Preparation of biodiversity and predictor data

The first step with any species distribution modelling (SDM) is to collect and prepare the necessary input data and parameters for the modelling. Predictors or (environomental) covariates need to be acquired, in many cases formatted, for example through masking and reprojections, and standardized. Similarly, Biodiversity data are usually collected through independent field survey or from available databases such as GBIF. In particular for the ibis.iSDM package it can furthermore be useful to collect any other information available for a biodiversity feature (e.g. species, habitat, …) in question. Such as for example broad delineation of an expert range or parameters related to the habitat preference of a species.

Preparing input data for the ibis.iSDM package requires a modest understanding of modern geospatial R-packages, such as sf, terra and stars.
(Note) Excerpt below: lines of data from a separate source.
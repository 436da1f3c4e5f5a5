//! HTTP handler functions for the citytwin API.

use actix_web::error::JsonPayloadError;
use actix_web::http::StatusCode;
use actix_web::{HttpResponse, ResponseError, web};
use chrono::Utc;
use citytwin_analysis::{analyze_perimeter, evaluate as evaluate_placement, perimeter_insights};
use citytwin_object_models::catalog;
use citytwin_server_models::{
    ApiCatalogEntry, ApiCommandResponse, ApiError, ApiHealth, ApiPerimeterResponse, ApiSession,
    ApiSessionSummary, EvaluateRequest, PerimeterRequest,
};
use citytwin_session::{Command, Session, SessionError};

use crate::{AppState, SessionEntry};

/// Errors a handler can return.
#[derive(Debug, thiserror::Error)]
pub enum HandlerError {
    /// No session with the requested ID.
    #[error("Session not found: {id}")]
    SessionNotFound {
        /// The requested ID.
        id: String,
    },

    /// The command could not be applied.
    #[error(transparent)]
    Session(#[from] SessionError),

    /// A request parameter was out of range.
    #[error("Invalid request: {0}")]
    InvalidRequest(String),
}

impl ResponseError for HandlerError {
    fn status_code(&self) -> StatusCode {
        match self {
            Self::SessionNotFound { .. } => StatusCode::NOT_FOUND,
            Self::Session(_) | Self::InvalidRequest(_) => StatusCode::BAD_REQUEST,
        }
    }

    fn error_response(&self) -> HttpResponse {
        log::warn!("Request failed: {self}");
        HttpResponse::build(self.status_code()).json(ApiError {
            error: self.to_string(),
        })
    }
}

/// Turns JSON body extraction failures (malformed JSON, out-of-range
/// coordinates, unknown command types) into JSON error responses.
pub fn json_error(err: &JsonPayloadError) -> actix_web::Error {
    HandlerError::InvalidRequest(err.to_string()).into()
}

/// `GET /api/health`
pub async fn health() -> HttpResponse {
    HttpResponse::Ok().json(ApiHealth {
        healthy: true,
        version: env!("CARGO_PKG_VERSION").to_string(),
    })
}

/// `GET /api/catalog`
///
/// Returns the object palette with each kind's default parameters.
pub async fn catalog() -> HttpResponse {
    let entries: Vec<ApiCatalogEntry> = catalog::entries()
        .iter()
        .map(ApiCatalogEntry::from)
        .collect();

    HttpResponse::Ok().json(entries)
}

/// `GET /api/sessions`
pub async fn list_sessions(state: web::Data<AppState>) -> HttpResponse {
    let summaries: Vec<ApiSessionSummary> = state
        .sessions()
        .iter()
        .map(|(id, entry)| ApiSessionSummary {
            session_id: id.clone(),
            created_at: entry.created_at,
            object_count: entry.session.registry().len(),
        })
        .collect();

    HttpResponse::Ok().json(summaries)
}

/// `POST /api/sessions`
///
/// Creates an empty session using the server's session config.
pub async fn create_session(state: web::Data<AppState>) -> HttpResponse {
    let session_id = uuid::Uuid::new_v4().to_string();
    let entry = SessionEntry {
        created_at: Utc::now(),
        session: Session::new(state.config.clone()),
    };
    let body = ApiSession {
        session_id: session_id.clone(),
        created_at: entry.created_at,
        view: entry.session.view(),
    };

    state.sessions().insert(session_id.clone(), entry);
    log::info!("Created session {session_id}");

    HttpResponse::Created().json(body)
}

/// `GET /api/sessions/{id}`
pub async fn get_session(
    state: web::Data<AppState>,
    path: web::Path<String>,
) -> Result<HttpResponse, HandlerError> {
    let id = path.into_inner();
    let sessions = state.sessions();
    let entry = sessions
        .get(&id)
        .ok_or_else(|| HandlerError::SessionNotFound { id: id.clone() })?;

    Ok(HttpResponse::Ok().json(ApiSession {
        session_id: id.clone(),
        created_at: entry.created_at,
        view: entry.session.view(),
    }))
}

/// `DELETE /api/sessions/{id}`
pub async fn delete_session(
    state: web::Data<AppState>,
    path: web::Path<String>,
) -> Result<HttpResponse, HandlerError> {
    let id = path.into_inner();
    if state.sessions().remove(&id).is_none() {
        return Err(HandlerError::SessionNotFound { id });
    }

    log::info!("Deleted session {id}");
    Ok(HttpResponse::NoContent().finish())
}

/// `POST /api/sessions/{id}/commands`
///
/// Applies one command and returns its outcome with the new view.
pub async fn apply_command(
    state: web::Data<AppState>,
    path: web::Path<String>,
    body: web::Json<Command>,
) -> Result<HttpResponse, HandlerError> {
    let id = path.into_inner();
    let mut sessions = state.sessions();
    let entry = sessions
        .get_mut(&id)
        .ok_or_else(|| HandlerError::SessionNotFound { id: id.clone() })?;

    let outcome = entry.session.apply(body.into_inner())?;

    Ok(HttpResponse::Ok().json(ApiCommandResponse {
        outcome,
        view: entry.session.view(),
    }))
}

/// `POST /api/evaluate`
///
/// Evaluates a candidate placement against the supplied objects without
/// touching any session.
pub async fn evaluate(body: web::Json<EvaluateRequest>) -> HttpResponse {
    let request = body.into_inner();

    HttpResponse::Ok().json(evaluate_placement(
        &request.kind,
        request.coordinate,
        &request.objects,
    ))
}

/// `POST /api/perimeter`
///
/// Aggregates the supplied objects around a center point.
pub async fn perimeter(
    state: web::Data<AppState>,
    body: web::Json<PerimeterRequest>,
) -> Result<HttpResponse, HandlerError> {
    let request = body.into_inner();
    let radius_km = request
        .radius_km
        .unwrap_or(state.config.analysis_radius_km);
    if !radius_km.is_finite() || radius_km < 0.0 {
        return Err(HandlerError::InvalidRequest(format!(
            "radiusKm must be a non-negative number, got {radius_km}"
        )));
    }
    let nearby_limit = request.nearby_limit.unwrap_or(state.config.nearby_limit);

    let perimeter = analyze_perimeter(request.center, &request.objects, radius_km);
    let insights = perimeter_insights(&perimeter, nearby_limit);

    Ok(HttpResponse::Ok().json(ApiPerimeterResponse {
        perimeter,
        insights,
    }))
}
If such knowledge is not existing, it is advised to consult a search engine. Particularly highlighted is the free Geocomputation with R book. Many unexpected errors or patterns when using the package can usually be tracked down to data preparation.

# Load the package
library(ibis.iSDM)
library(terra)
library(sf)

# Don't print out as many messages
options("ibis.setupmessages" = FALSE)

Preparing and altering biodiversity data

SDM approaches require observation biodiversity data, typically in the form of presence-only or presence-absence data, which can be available in a range of different formats from points to polygons.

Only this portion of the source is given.